// src/web/mod.rs
pub mod handlers;
pub mod session_cookie;
pub mod types;

pub use types::*;

use anyhow::Result;
use rocket::data::{Limits, ToByteUnit};
use rocket::fairing::{Fairing, Info, Kind};
use rocket::form::Form;
use rocket::http::{CookieJar, Header, Status};
use rocket::response::content::RawHtml;
use rocket::response::Redirect;
use rocket::serde::json::Json;
use rocket::{catchers, get, options, post, routes, Build, Request, Response, Rocket, State};
use std::sync::Arc;
use tracing::info;

use crate::assessment::{AssessmentResult, AssessmentService, GeminiClient};
use crate::config::AppConfig;
use crate::export::{Exporter, TypstRenderer};
use crate::session::{SessionSnapshot, SessionStore};
use handlers::ApiError;

pub struct WebState {
    pub sessions: SessionStore,
    pub exporter: Arc<Exporter>,
}

impl WebState {
    pub fn new(sessions: SessionStore, exporter: Exporter) -> Self {
        Self {
            sessions,
            exporter: Arc::new(exporter),
        }
    }
}

// CORS Fairing
pub struct Cors;

#[rocket::async_trait]
impl Fairing for Cors {
    fn info(&self) -> Info {
        Info {
            name: "Add CORS headers to responses",
            kind: Kind::Response,
        }
    }

    async fn on_response<'r>(&self, request: &'r Request<'_>, response: &mut Response<'r>) {
        // credentialed requests cannot use the `*` wildcard, so the origin is echoed
        let Some(origin) = request.headers().get_one("Origin") else {
            return;
        };

        response.set_header(Header::new(
            "Access-Control-Allow-Origin",
            origin.to_string(),
        ));
        response.set_header(Header::new("Vary", "Origin"));
        response.set_header(Header::new(
            "Access-Control-Allow-Methods",
            "POST, GET, OPTIONS",
        ));
        response.set_header(Header::new("Access-Control-Allow-Headers", "Content-Type"));
        response.set_header(Header::new("Access-Control-Allow-Credentials", "true"));
    }
}

// Page routes

#[get("/")]
pub async fn index(jar: &CookieJar<'_>, state: &State<WebState>) -> RawHtml<String> {
    handlers::index_handler(jar, state).await
}

#[post("/assess", data = "<form>")]
pub async fn assess(
    form: Form<AssessForm<'_>>,
    jar: &CookieJar<'_>,
    state: &State<WebState>,
) -> Redirect {
    handlers::assess_handler(form, jar, state).await
}

#[post("/screenshot", data = "<form>")]
pub async fn attach_screenshot(
    form: Form<AssessForm<'_>>,
    jar: &CookieJar<'_>,
    state: &State<WebState>,
) -> Redirect {
    handlers::attach_screenshot_handler(form, jar, state).await
}

#[get("/screenshot")]
pub async fn screenshot_preview(
    jar: &CookieJar<'_>,
    state: &State<WebState>,
) -> Option<ImageResponse> {
    handlers::screenshot_preview_handler(jar, state).await
}

#[post("/screenshot/remove", data = "<form>")]
pub async fn remove_screenshot(
    form: Form<AssessForm<'_>>,
    jar: &CookieJar<'_>,
    state: &State<WebState>,
) -> Redirect {
    handlers::remove_screenshot_handler(form, jar, state).await
}

#[post("/reset")]
pub async fn reset(jar: &CookieJar<'_>, state: &State<WebState>) -> Redirect {
    handlers::reset_handler(jar, state).await
}

#[get("/export")]
pub async fn export_report(
    jar: &CookieJar<'_>,
    state: &State<WebState>,
) -> Result<PdfResponse, ApiError> {
    handlers::export_handler(jar, state).await
}

// JSON API

#[post("/assess", data = "<request>")]
pub async fn api_assess(
    request: Json<ApiAssessRequest>,
    jar: &CookieJar<'_>,
    state: &State<WebState>,
) -> Result<Json<DataResponse<AssessmentResult>>, ApiError> {
    handlers::api_assess_handler(request, jar, state).await
}

#[get("/session")]
pub async fn api_session(
    jar: &CookieJar<'_>,
    state: &State<WebState>,
) -> Json<DataResponse<SessionSnapshot>> {
    handlers::api_session_handler(jar, state).await
}

#[post("/reset")]
pub async fn api_reset(
    jar: &CookieJar<'_>,
    state: &State<WebState>,
) -> Result<Json<TextResponse>, ApiError> {
    handlers::api_reset_handler(jar, state).await
}

#[get("/health")]
pub async fn health(state: &State<WebState>) -> Json<DataResponse<HealthData>> {
    handlers::health_handler(state).await
}

#[options("/<_..>")]
pub async fn options() -> Status {
    Status::Ok
}

// Error catchers
#[rocket::catch(400)]
pub fn bad_request() -> Json<StandardErrorResponse> {
    Json(StandardErrorResponse::new(
        "Invalid request format".to_string(),
        "BAD_REQUEST".to_string(),
        vec![
            "Check your request JSON format".to_string(),
            "Verify all required fields are present".to_string(),
        ],
        None,
    ))
}

#[rocket::catch(413)]
pub fn payload_too_large() -> Json<StandardErrorResponse> {
    Json(StandardErrorResponse::new(
        "Request too large".to_string(),
        "PAYLOAD_TOO_LARGE".to_string(),
        vec!["Screenshots must be 10MB or smaller".to_string()],
        None,
    ))
}

#[rocket::catch(422)]
pub fn unprocessable() -> Json<StandardErrorResponse> {
    Json(StandardErrorResponse::new(
        "Request body could not be parsed".to_string(),
        "BAD_REQUEST".to_string(),
        vec!["Send a JSON object with a profile_url field".to_string()],
        None,
    ))
}

#[rocket::catch(500)]
pub fn internal_error() -> Json<StandardErrorResponse> {
    Json(StandardErrorResponse::new(
        "Internal server error".to_string(),
        "INTERNAL_ERROR".to_string(),
        vec![
            "Try again in a few moments".to_string(),
            "Contact support if the problem persists".to_string(),
        ],
        None,
    ))
}

/// Assemble the server around already-built state. Tests inject fakes here.
pub fn build_rocket(state: WebState, port: u16) -> Rocket<Build> {
    let limits = Limits::default()
        .limit("file", 11.mebibytes())
        .limit("data-form", 12.mebibytes())
        .limit("json", 16.mebibytes());

    let figment = rocket::Config::figment()
        .merge(("port", port))
        .merge(("limits", limits));

    rocket::custom(figment)
        .attach(Cors)
        .manage(state)
        .register(
            "/api",
            catchers![bad_request, payload_too_large, unprocessable, internal_error],
        )
        .mount(
            "/",
            routes![
                index,
                assess,
                attach_screenshot,
                screenshot_preview,
                remove_screenshot,
                reset,
                export_report
            ],
        )
        .mount(
            "/api",
            routes![api_assess, api_session, api_reset, health, options],
        )
}

// Main server start function
pub async fn start_web_server(config: AppConfig) -> Result<()> {
    let client = GeminiClient::new(config.gemini.clone())?;
    let service: Arc<dyn AssessmentService> = Arc::new(client);

    let state = WebState::new(
        SessionStore::new(service, config.host_matching),
        Exporter::new(
            Box::new(
                TypstRenderer::new(config.typst_bin.clone()).with_timeout(config.export_timeout),
            ),
            config.report_prefix.clone(),
        ),
    );

    info!("Starting career risk server on port {}", config.port);
    info!("Model: {} at {}", config.gemini.model, config.gemini.api_url);

    let _rocket = build_rocket(state, config.port).launch().await?;

    Ok(())
}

## Work to complete
Write out every line from the data above that includes "GeminiClient".

## Result for this task
use crate::assessment::{AssessmentResult, AssessmentService, GeminiClient};
    let client = GeminiClient::new(config.gemini.clone())?;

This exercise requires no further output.